__INSTRUCTIONS FOR THE TASK__. Copy every entry. Do not alter a single word.

[Collected data entries]
//! Multi-constraint aggregator: per-agent constraint lists
//! inherited along a constraint-tree path, merged and deduplicated.

use std::collections::HashMap;

use crate::geometry;
use crate::interval::{merge_intervals, Interval};
use crate::roadmap::{Roadmap, VertexId};

/// Either a negative constraint (agent may not *begin* traversing `(u,v)`
/// during `window`) or a positive constraint (agent must traverse `(u,v)`
/// starting exactly at `t_start`).
#[derive(Debug, Clone, PartialEq)]
pub enum Constraint {
    Negative {
        agent: usize,
        u: VertexId,
        v: VertexId,
        window: Interval,
    },
    Positive {
        agent: usize,
        u: VertexId,
        v: VertexId,
        t_start: f64,
    },
}

/// The set of constraints active along one root-to-node path of the
/// constraint tree. Cloning is shallow-cheap (`Vec` clones); HLNs inherit
/// by value since constraints only ever grow along the tree, never shrink.
#[derive(Debug, Clone, Default)]
pub struct ConstraintSet {
    negative: HashMap<(usize, VertexId, VertexId), Vec<Interval>>,
    positive: HashMap<usize, (VertexId, VertexId, f64)>,
}

impl ConstraintSet {
    pub fn new() -> Self {
        Self::default()
    }

    /// Adds a negative constraint, merging it into any existing
    /// adjacent/overlapping interval on the same directed edge for that
    /// agent.
    pub fn add_negative(&mut self, agent: usize, u: VertexId, v: VertexId, window: Interval) {
        let entry = self.negative.entry((agent, u, v)).or_default();
        entry.push(window);
        merge_intervals(entry);
    }

    /// Adds a positive constraint. Returns `Err` if this agent already
    /// has a distinct positive constraint — disjoint splitting never
    /// produces two positive constraints for the same agent along one
    /// root path, so a duplicate here means an infeasible sibling node.
    pub fn add_positive(
        &mut self,
        agent: usize,
        u: VertexId,
        v: VertexId,
        t_start: f64,
    ) -> Result<(), ()> {
        match self.positive.get(&agent) {
            Some(existing) if *existing != (u, v, t_start) => Err(()),
            _ => {
                self.positive.insert(agent, (u, v, t_start));
                Ok(())
            }
        }
    }

    pub fn negative_windows(&self, agent: usize, u: VertexId, v: VertexId) -> &[Interval] {
        self.negative
            .get(&(agent, u, v))
            .map(|v| v.as_slice())
            .unwrap_or(&[])
    }

    pub fn positive_move(&self, agent: usize, at: VertexId) -> Option<(VertexId, f64)> {
        self.positive
            .get(&agent)
            .filter(|(u, _, _)| *u == at)
            .map(|(_, v, t)| (*v, *t))
    }

    /// Computes the negative constraints that a positive constraint on
    /// `agent`'s move `(u, v, t_start)` (duration `duration`) forces on
    /// every other agent: "equivalent to a negative
    /// constraint on every other agent a' for any move whose collision
    /// interval with this move is non-empty." We check the two moves
    /// that can physically collide with a straight edge traversal: the
    /// same edge, its reverse, and waiting at either endpoint.
    pub fn propagate_positive(
        &self,
        roadmap: &Roadmap,
        radius: f64,
        num_agents: usize,
        agent: usize,
        u: VertexId,
        v: VertexId,
        t_start: f64,
        duration: f64,
    ) -> Vec<Constraint> {
        let fixed = crate::agent::Move {
            agent,
            u,
            v,
            t_start,
            t_end: t_start + duration,
        };

        let mut out = Vec::new();
        for other in 0..num_agents {
            if other == agent {
                continue;
            }
            let templates = [(u, v, duration), (v, u, duration), (u, u, 1.0), (v, v, 1.0)];
            for (ou, ov, odur) in templates {
                if let Some(window) =
                    geometry::collision_interval(roadmap, radius, &fixed, ou, ov, odur)
                {
                    out.push(Constraint::Negative {
                        agent: other,
                        u: ou,
                        v: ov,
                        window,
                    });
                }
            }
        }
        out
    }
}

#[cfg(test)]
mod tests {
    use super::*;

    #[test]
    fn negative_constraints_merge_when_overlapping() {
        let mut cs = ConstraintSet::new();
        cs.add_negative(0, VertexId(1), VertexId(2), Interval::new(0.0, 1.0));
        cs.add_negative(0, VertexId(1), VertexId(2), Interval::new(0.9, 2.0));
        let windows = cs.negative_windows(0, VertexId(1), VertexId(2));
        assert_eq!(windows.len(), 1);
        assert_eq!((windows[0].start, windows[0].end), (0.0, 2.0));
    }

    #[test]
    fn duplicate_distinct_positive_constraint_is_rejected() {
        let mut cs = ConstraintSet::new();
        assert!(cs.add_positive(0, VertexId(1), VertexId(2), 3.0).is_ok());
        assert!(cs.add_positive(0, VertexId(1), VertexId(3), 3.0).is_err());
        assert!(cs.add_positive(0, VertexId(1), VertexId(2), 3.0).is_ok());
    }

    #[test]
    fn positive_move_only_matches_its_vertex() {
        let mut cs = ConstraintSet::new();
        cs.add_positive(0, VertexId(1), VertexId(2), 3.0).unwrap();
        assert_eq!(cs.positive_move(0, VertexId(1)), Some((VertexId(2), 3.0)));
        assert_eq!(cs.positive_move(0, VertexId(2)), None);
        assert_eq!(cs.positive_move(1, VertexId(1)), None);
    }
}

__YOUR RESPONSE__.
//! Multi-constraint aggregator: per-agent constraint lists
//! inherited along a constraint-tree path, merged and deduplicated.

use std::collections::HashMap;

use crate::geometry;
use crate::interval::{merge_intervals, Interval};
use crate::roadmap::{Roadmap, VertexId};

/// Either a negative constraint (agent may not *begin* traversing `(u,v)`
/// during `window`) or a positive constraint (agent must traverse `(u,v)`
/// starting exactly at `t_start`).
#[derive(Debug, Clone, PartialEq)]
pub enum Constraint {
    Negative {
        agent: usize,
        u: VertexId,
        v: VertexId,
        window: Interval,
    },
    Positive {
        agent: usize,
        u: VertexId,
        v: VertexId,
        t_start: f64,
    },
}

/// The set of constraints active along one root-to-node path of the
/// constraint tree. Cloning is shallow-cheap (`Vec` clones); HLNs inherit
/// by value since constraints only ever grow along the tree, never shrink.
#[derive(Debug, Clone, Default)]
pub struct ConstraintSet {
    negative: HashMap<(usize, VertexId, VertexId), Vec<Interval>>,
    positive: HashMap<usize, (VertexId, VertexId, f64)>,
}

impl ConstraintSet {
    pub fn new() -> Self {
        Self::default()
    }

    /// Adds a negative constraint, merging it into any existing
    /// adjacent/overlapping interval on the same directed edge for that
    /// agent.
    pub fn add_negative(&mut self, agent: usize, u: VertexId, v: VertexId, window: Interval) {
        let entry = self.negative.entry((agent, u, v)).or_default();
        entry.push(window);
        merge_intervals(entry);
    }

    /// Adds a positive constraint. Returns `Err` if this agent already
    /// has a distinct positive constraint — disjoint splitting never
    /// produces two positive constraints for the same agent along one
    /// root path, so a duplicate here means an infeasible sibling node.
    pub fn add_positive(
        &mut self,
        agent: usize,
        u: VertexId,
        v: VertexId,
        t_start: f64,
    ) -> Result<(), ()> {
        match self.positive.get(&agent) {
            Some(existing) if *existing != (u, v, t_start) => Err(()),
            _ => {
                self.positive.insert(agent, (u, v, t_start));
                Ok(())
            }
        }
    }

    pub fn negative_windows(&self, agent: usize, u: VertexId, v: VertexId) -> &[Interval] {
        self.negative
            .get(&(agent, u, v))
            .map(|v| v.as_slice())
            .unwrap_or(&[])
    }

    pub fn positive_move(&self, agent: usize, at: VertexId) -> Option<(VertexId, f64)> {
        self.positive
            .get(&agent)
            .filter(|(u, _, _)| *u == at)
            .map(|(_, v, t)| (*v, *t))
    }

    /// Computes the negative constraints that a positive constraint on
    /// `agent`'s move `(u, v, t_start)` (duration `duration`) forces on
    /// every other agent: "equivalent to a negative
    /// constraint on every other agent a' for any move whose collision
    /// interval with this move is non-empty." We check the two moves
    /// that can physically collide with a straight edge traversal: the
    /// same edge, its reverse, and waiting at either endpoint.
    pub fn propagate_positive(
        &self,
        roadmap: &Roadmap,
        radius: f64,
        num_agents: usize,
        agent: usize,
        u: VertexId,
        v: VertexId,
        t_start: f64,
        duration: f64,
    ) -> Vec<Constraint> {
        let fixed = crate::agent::Move {
            agent,
            u,
            v,
            t_start,
            t_end: t_start + duration,
        };

        let mut out = Vec::new();
        for other in 0..num_agents {
            if other == agent {
                continue;
            }
            let templates = [(u, v, duration), (v, u, duration), (u, u, 1.0), (v, v, 1.0)];
            for (ou, ov, odur) in templates {
                if let Some(window) =
                    geometry::collision_interval(roadmap, radius, &fixed, ou, ov, odur)
                {
                    out.push(Constraint::Negative {
                        agent: other,
                        u: ou,
                        v: ov,
                        window,
                    });
                }
            }
        }
        out
    }
}

#[cfg(test)]
mod tests {
    use super::*;

    #[test]
    fn negative_constraints_merge_when_overlapping() {
        let mut cs = ConstraintSet::new();
        cs.add_negative(0, VertexId(1), VertexId(2), Interval::new(0.0, 1.0));
        cs.add_negative(0, VertexId(1), VertexId(2), Interval::new(0.9, 2.0));
        let windows = cs.negative_windows(0, VertexId(1), VertexId(2));
        assert_eq!(windows.len(), 1);
        assert_eq!((windows[0].start, windows[0].end), (0.0, 2.0));
    }

    #[test]
    fn duplicate_distinct_positive_constraint_is_rejected() {
        let mut cs = ConstraintSet::new();
        assert!(cs.add_positive(0, VertexId(1), VertexId(2), 3.0).is_ok());
        assert!(cs.add_positive(0, VertexId(1), VertexId(3), 3.0).is_err());
        assert!(cs.add_positive(0, VertexId(1), VertexId(2), 3.0).is_ok());
    }

    #[test]
    fn positive_move_only_matches_its_vertex() {
        let mut cs = ConstraintSet::new();
        cs.add_positive(0, VertexId(1), VertexId(2), 3.0).unwrap();
        assert_eq!(cs.positive_move(0, VertexId(1)), Some((VertexId(2), 3.0)));
        assert_eq!(cs.positive_move(0, VertexId(2)), None);
        assert_eq!(cs.positive_move(1, VertexId(1)), None);
    }
}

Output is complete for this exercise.